= Servants of the Most Blessed Sacrament =

Servants of the Most Blessed Sacrament is a Roman Catholic religious institute of women, founded by the Pierre-Julien Eymard in 1858, assisted by Marguerite Guillot, with the authorization of François-Nicholas-Madeleine Morlot, the Archbishop of Paris.

A decree of Pope Pius IX (21 July 1871) canonically erected it into a religious congregation, and on 8 May 1885 Pope Leo XIII approved the constitutions. The aim of the society is to render "before all else solemn and perpetual adoration to Our Lord Jesus Christ, abiding perpetually in the Most Blessed Sacrament of the Altar for the love of men". "The Congregation of the Servants of the Most Blessed Sacrament devote themselves with all their souls and all their strength to propagate this same worship of adoration and love in the world, especially by means of the People's Eucharistic League in the way that was erected by a Rescript of August 2, 1872 (Bishops and Regulars), by Retreats of Adoration, and the work of the worship of Jesus Christ"; that is, by work for poor churches, as well as by catechetical instruction to children and to poor or ignorant adults.

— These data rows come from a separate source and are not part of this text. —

//! # Signing Status
//!
//! One machine per intent kind: `Idle → Signing → {Signed, Error}`.
//! `Signing` has no timeout; `Signed` and `Error` are terminal until the
//! panel is closed.

use crate::errors::{SignerError, SignerResult};
use serde::{Deserialize, Serialize};

/// Provider name used when the wallet is not known.
pub const DEFAULT_PROVIDER: &str = "your Ethereum provider";

/// What is being signed.
#[derive(Clone, Copy, Debug, PartialEq, Eq, Hash, Serialize, Deserialize)]
#[serde(rename_all = "lowercase")]
pub enum IntentKind {
    /// An on-chain transaction
    Transaction,
    /// An off-chain message
    Message,
}

impl IntentKind {
    /// Noun used in status texts.
    #[must_use]
    pub fn noun(&self) -> &'static str {
        match self {
            Self::Transaction => "transaction",
            Self::Message => "message",
        }
    }
}

/// Status of one signature request.
#[derive(Clone, Copy, Debug, Default, PartialEq, Eq, Hash, Serialize, Deserialize)]
pub enum SignerStatus {
    /// Nothing requested yet
    #[default]
    Idle,
    /// Waiting on the wallet
    Signing,
    /// The wallet signed
    Signed,
    /// The wallet refused or failed
    Error,
}

impl SignerStatus {
    /// Whether the request finished either way.
    #[must_use]
    pub fn is_completed(&self) -> bool {
        matches!(self, Self::Signed | Self::Error)
    }
}

/// Status machine for a single intent.
#[derive(Debug, Clone, PartialEq, Eq)]
pub struct SigningState {
    kind: IntentKind,
    status: SignerStatus,
    error: Option<String>,
}

impl SigningState {
    /// A fresh machine in `Idle`.
    pub fn new(kind: IntentKind) -> Self {
        Self {
            kind,
            status: SignerStatus::Idle,
            error: None,
        }
    }

    /// Kind of intent this machine tracks.
    pub fn kind(&self) -> IntentKind {
        self.kind
    }

    /// Current status.
    pub fn status(&self) -> SignerStatus {
        self.status
    }

    /// Cleaned wallet error, in `Error` only.
    pub fn error(&self) -> Option<&str> {
        self.error.as_deref()
    }

    /// `Idle → Signing`.
    pub fn begin(&mut self) -> SignerResult<()> {
        self.transition(SignerStatus::Idle, SignerStatus::Signing)
    }

    /// `Signing → Signed`.
    pub fn succeed(&mut self) -> SignerResult<()> {
        self.transition(SignerStatus::Signing, SignerStatus::Signed)
    }

    /// `Signing → Error`, keeping the message for display.
    pub fn fail(&mut self, err: &SignerError) -> SignerResult<()> {
        self.transition(SignerStatus::Signing, SignerStatus::Error)?;
        self.error = Some(err.to_string());
        Ok(())
    }

    fn transition(&mut self, from: SignerStatus, to: SignerStatus) -> SignerResult<()> {
        if self.status != from {
            return Err(SignerError::InvalidTransition {
                from: self.status,
                to,
            });
        }
        tracing::debug!(kind = ?self.kind, ?from, ?to, "Signer status");
        self.status = to;
        Ok(())
    }

    /// Heading for the status screen. `None` while idle.
    pub fn label(&self) -> Option<&'static str> {
        match (self.status, self.kind) {
            (SignerStatus::Idle, _) => None,
            (SignerStatus::Signing, _) => Some("Waiting for signature…"),
            (SignerStatus::Signed, IntentKind::Transaction) => Some("Transaction signed!"),
            (SignerStatus::Signed, IntentKind::Message) => Some("Message signed!"),
            (SignerStatus::Error, IntentKind::Transaction) => Some("Error signing the transaction."),
            (SignerStatus::Error, IntentKind::Message) => Some("Error signing the message."),
        }
    }

    /// Paragraphs of additional information for the status screen.
    pub fn info(&self, provider: Option<&str>) -> Vec<String> {
        let provider = provider.unwrap_or(DEFAULT_PROVIDER);
        let noun = self.kind.noun();
        let mut lines = Vec::new();
        match (self.status, self.kind) {
            (SignerStatus::Idle, _) => {}
            (SignerStatus::Signing, _) => lines.push(format!("Open {provider} to sign your {noun}.")),
            (SignerStatus::Signed, IntentKind::Transaction) => lines.push(
                "Success! Your transaction has been sent to the network for processing.".to_string(),
            ),
            (SignerStatus::Signed, IntentKind::Message) => {
                lines.push("Success! Your message has been signed.".to_string())
            }
            (SignerStatus::Error, IntentKind::Transaction) => {
                lines.push("Your transaction wasn't signed and no tokens were sent.".to_string())
            }
            (SignerStatus::Error, IntentKind::Message) => {
                lines.push("Your message wasn't signed.".to_string())
            }
        }
        if let Some(error) = &self.error {
            lines.push(format!("Error: {error}"));
        }
        lines
    }

    /// Whether the close button is offered.
    pub fn can_close(&self) -> bool {
        self.status.is_completed()
    }
}
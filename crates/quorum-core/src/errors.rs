//! Unified error type and error categories
//!
//! Every Quorum crate defines its own `thiserror` enum and maps it onto an
//! [`ErrorCategory`], so frontends can decide how to present a failure
//! without matching on crate-specific variants.

use crate::address::AddressError;
use std::fmt;

// ============================================================================
// Error Categories
// ============================================================================

/// High-level error categories shared by all Quorum crates.
#[derive(Clone, Copy, Debug, PartialEq, Eq, Hash)]
pub enum ErrorCategory {
    /// An address has no local label (silent, falls back to the address)
    ResolutionMiss,
    /// User input failed validation
    Validation,
    /// Wallet refused or failed to sign
    Signing,
    /// No forwarding path could be computed
    PathResolution,
    /// Local persistence failed
    Storage,
    /// Reading chain state failed
    Chain,
    /// Anything else
    Internal,
}

impl ErrorCategory {
    /// Whether failures in this category should be shown to the user.
    #[must_use]
    pub fn is_user_visible(&self) -> bool {
        !matches!(self, Self::ResolutionMiss)
    }

    /// Whether the user can fix the problem by changing their input.
    #[must_use]
    pub fn is_user_correctable(&self) -> bool {
        matches!(self, Self::Validation)
    }

    /// Short label for this category.
    #[must_use]
    pub fn label(&self) -> &'static str {
        match self {
            Self::ResolutionMiss => "Unlabelled",
            Self::Validation => "Validation",
            Self::Signing => "Signing",
            Self::PathResolution => "Path",
            Self::Storage => "Storage",
            Self::Chain => "Chain",
            Self::Internal => "Internal",
        }
    }

    /// Hint for the user on how to resolve this category of error.
    #[must_use]
    pub fn resolution_hint(&self) -> &'static str {
        match self {
            Self::ResolutionMiss => "Add a custom label for this address",
            Self::Validation => "Check your input and try again",
            Self::Signing => "Check your wallet and try signing again",
            Self::PathResolution => {
                "You may not have the permissions needed to perform this action"
            }
            Self::Storage => "Check that the label storage location is writable",
            Self::Chain => "Check your connection to the network and retry",
            Self::Internal => "An unexpected error occurred",
        }
    }
}

impl fmt::Display for ErrorCategory {
    fn fmt(&self, f: &mut fmt::Formatter<'_>) -> fmt::Result {
        f.write_str(self.label())
    }
}

// ============================================================================
// QuorumError
// ============================================================================

/// Unified error type for the core crate.
#[derive(Debug, Clone, PartialEq, Eq, thiserror::Error)]
pub enum QuorumError {
    /// Invalid input or configuration
    #[error("Invalid: {message}")]
    Invalid {
        /// What was invalid
        message: String,
    },

    /// Resource not found
    #[error("Not found: {message}")]
    NotFound {
        /// What was not found
        message: String,
    },

    /// Storage operation failed
    #[error("Storage error: {message}")]
    Storage {
        /// Storage failure description
        message: String,
    },

    /// Serialization/deserialization error
    #[error("Serialization error: {message}")]
    Serialization {
        /// Serialization failure description
        message: String,
    },

    /// Reading chain state failed
    #[error("Chain error: {message}")]
    Chain {
        /// Chain failure description
        message: String,
    },

    /// Internal error
    #[error("Internal error: {message}")]
    Internal {
        /// Internal failure description
        message: String,
    },
}

impl QuorumError {
    /// Create an invalid input error
    pub fn invalid(message: impl Into<String>) -> Self {
        Self::Invalid {
            message: message.into(),
        }
    }

    /// Create a not found error
    pub fn not_found(message: impl Into<String>) -> Self {
        Self::NotFound {
            message: message.into(),
        }
    }

    /// Create a storage error
    pub fn storage(message: impl Into<String>) -> Self {
        Self::Storage {
            message: message.into(),
        }
    }

    /// Create a serialization error
    pub fn serialization(message: impl Into<String>) -> Self {
        Self::Serialization {
            message: message.into(),
        }
    }

    /// Create a chain error
    pub fn chain(message: impl Into<String>) -> Self {
        Self::Chain {
            message: message.into(),
        }
    }

    /// Create an internal error
    pub fn internal(message: impl Into<String>) -> Self {
        Self::Internal {
            message: message.into(),
        }
    }

    /// Category for frontend routing.
    pub fn category(&self) -> ErrorCategory {
        match self {
            Self::Invalid { .. } => ErrorCategory::Validation,
            Self::NotFound { .. } => ErrorCategory::ResolutionMiss,
            Self::Storage { .. } | Self::Serialization { .. } => ErrorCategory::Storage,
            Self::Chain { .. } => ErrorCategory::Chain,
            Self::Internal { .. } => ErrorCategory::Internal,
        }
    }
}

impl From<std::io::Error> for QuorumError {
    fn from(err: std::io::Error) -> Self {
        Self::storage(err.to_string())
    }
}

impl From<serde_json::Error> for QuorumError {
    fn from(err: serde_json::Error) -> Self {
        Self::serialization(err.to_string())
    }
}

impl From<AddressError> for QuorumError {
    fn from(err: AddressError) -> Self {
        Self::invalid(err.to_string())
    }
}

/// Result alias for core operations.
pub type Result<T> = std::result::Result<T, QuorumError>;
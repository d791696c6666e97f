//! # Permission Actions
//!
//! The legal administrative action on a role is derived from two inputs:
//! the manager entity read from chain, and the update the user picked in the
//! dropdown. Neither input is stored as "the action"; [`current_action`]
//! recomputes it on every call.

use quorum_core::{Entity, EntityKind};
use serde::{Deserialize, Serialize};

// ============================================================================
// Derived Action
// ============================================================================

/// What the manage panel is doing for a role.
#[derive(Clone, Copy, Debug, PartialEq, Eq, Hash, Serialize, Deserialize)]
pub enum PermissionAction {
    /// No manager yet: choose a first grantee and a manager
    CreatePermission,
    /// Manager discarded: read-only
    ViewPermission,
    /// Re-point the manager
    SetPermissionManager,
    /// Discard the manager
    RemovePermissionManager,
    /// Live permission, nothing chosen yet
    NoUpdateAction,
}

impl PermissionAction {
    /// Whether this is one of the dropdown-driven update actions.
    #[must_use]
    pub fn is_update(self) -> bool {
        matches!(
            self,
            Self::SetPermissionManager | Self::RemovePermissionManager | Self::NoUpdateAction
        )
    }

    /// Panel title.
    #[must_use]
    pub fn title(self) -> &'static str {
        match self {
            Self::CreatePermission => "Initialize permission",
            Self::ViewPermission => "View permission",
            Self::SetPermissionManager | Self::RemovePermissionManager | Self::NoUpdateAction => {
                "Manage permission"
            }
        }
    }

    /// Button label on the role row that opens the panel.
    #[must_use]
    pub fn row_button_label(self) -> &'static str {
        match self {
            Self::CreatePermission => "Initialize",
            Self::ViewPermission => "View",
            Self::SetPermissionManager | Self::RemovePermissionManager | Self::NoUpdateAction => {
                "Manage"
            }
        }
    }

    /// Submit button label; `None` when the panel has no submit button.
    #[must_use]
    pub fn submit_label(self) -> Option<&'static str> {
        match self {
            Self::CreatePermission => Some("Initialize permission"),
            Self::ViewPermission => None,
            Self::SetPermissionManager | Self::RemovePermissionManager | Self::NoUpdateAction => {
                Some("Update permission")
            }
        }
    }

    /// Explanatory text shown under the form.
    #[must_use]
    pub fn message(self) -> Option<&'static str> {
        match self {
            Self::CreatePermission => Some(
                "This permission has not been initialized yet. Choose the first entity \
                 allowed to perform the action and the manager that will control it.",
            ),
            Self::ViewPermission => Some(
                "The manager of this permission was discarded. It can no longer be granted, \
                 revoked or re-assigned.",
            ),
            Self::SetPermissionManager => Some(
                "The new manager will be able to grant and revoke this permission, and to \
                 pass management on again.",
            ),
            Self::RemovePermissionManager => Some(
                "Removing the manager freezes this permission: its current grantees stay \
                 and nobody will be able to change them.",
            ),
            Self::NoUpdateAction => None,
        }
    }
}

// ============================================================================
// User Choice
// ============================================================================

/// The update action picked in the dropdown, in dropdown order.
#[derive(Clone, Copy, Debug, Default, PartialEq, Eq, Hash, Serialize, Deserialize)]
pub enum UpdateAction {
    /// "Select an action"
    #[default]
    NoUpdate,
    /// "Change the manager"
    SetManager,
    /// "Remove the manager"
    RemoveManager,
}

impl UpdateAction {
    /// All choices in dropdown order.
    #[must_use]
    pub fn all() -> &'static [Self] {
        &[Self::NoUpdate, Self::SetManager, Self::RemoveManager]
    }

    /// Choice at a dropdown index; anything out of range is `NoUpdate`.
    #[must_use]
    pub fn from_index(index: usize) -> Self {
        Self::all().get(index).copied().unwrap_or_default()
    }

    /// Dropdown index of this choice.
    #[must_use]
    pub fn index(self) -> usize {
        match self {
            Self::NoUpdate => 0,
            Self::SetManager => 1,
            Self::RemoveManager => 2,
        }
    }

    /// Dropdown item text.
    #[must_use]
    pub fn label(self) -> &'static str {
        match self {
            Self::NoUpdate => "Select an action",
            Self::SetManager => "Change the manager",
            Self::RemoveManager => "Remove the manager",
        }
    }

    /// Dropdown items in order.
    #[must_use]
    pub fn items() -> Vec<&'static str> {
        Self::all().iter().map(|a| a.label()).collect()
    }
}

impl From<UpdateAction> for PermissionAction {
    fn from(choice: UpdateAction) -> Self {
        match choice {
            UpdateAction::NoUpdate => Self::NoUpdateAction,
            UpdateAction::SetManager => Self::SetPermissionManager,
            UpdateAction::RemoveManager => Self::RemovePermissionManager,
        }
    }
}

/// Derive the current action from the manager entity and the user's choice.
///
/// An unset manager always means `CreatePermission` and a discarded manager
/// always means `ViewPermission`, whatever was chosen.
#[must_use]
pub fn current_action(manager: &Entity, choice: UpdateAction) -> PermissionAction {
    match manager.kind() {
        EntityKind::None => PermissionAction::CreatePermission,
        EntityKind::Burn => PermissionAction::ViewPermission,
        EntityKind::Account | EntityKind::App | EntityKind::Dao | EntityKind::Any => choice.into(),
    }
}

Each sister is required to make three adorations in the twenty-four hours, of which two are in the day and one at night. The Divine Office is said in choir. The community is contemplative and cloistered. The initial mother-house was at Angers, France. The congregation's houses at Lyon (France) was founded 29 June 1874; Paris - founded 1 May, 1876; Binche (Belgium) - founded 17 November 1894. In October 1903, at the request of Michel-Thomas Labrecque, a house was established at Chicoutimi on the banks of the Saguenay. The first exposition took place on 22 October 1903, in the chapel of the Sisters of Good Counsel, who for several months extended hospitality to the newly arrived community. On 25 March 1906, it took possession of a new convent and on 18 June 1909 the chapel of the Eucharistic Heart of Jesus was consecrated.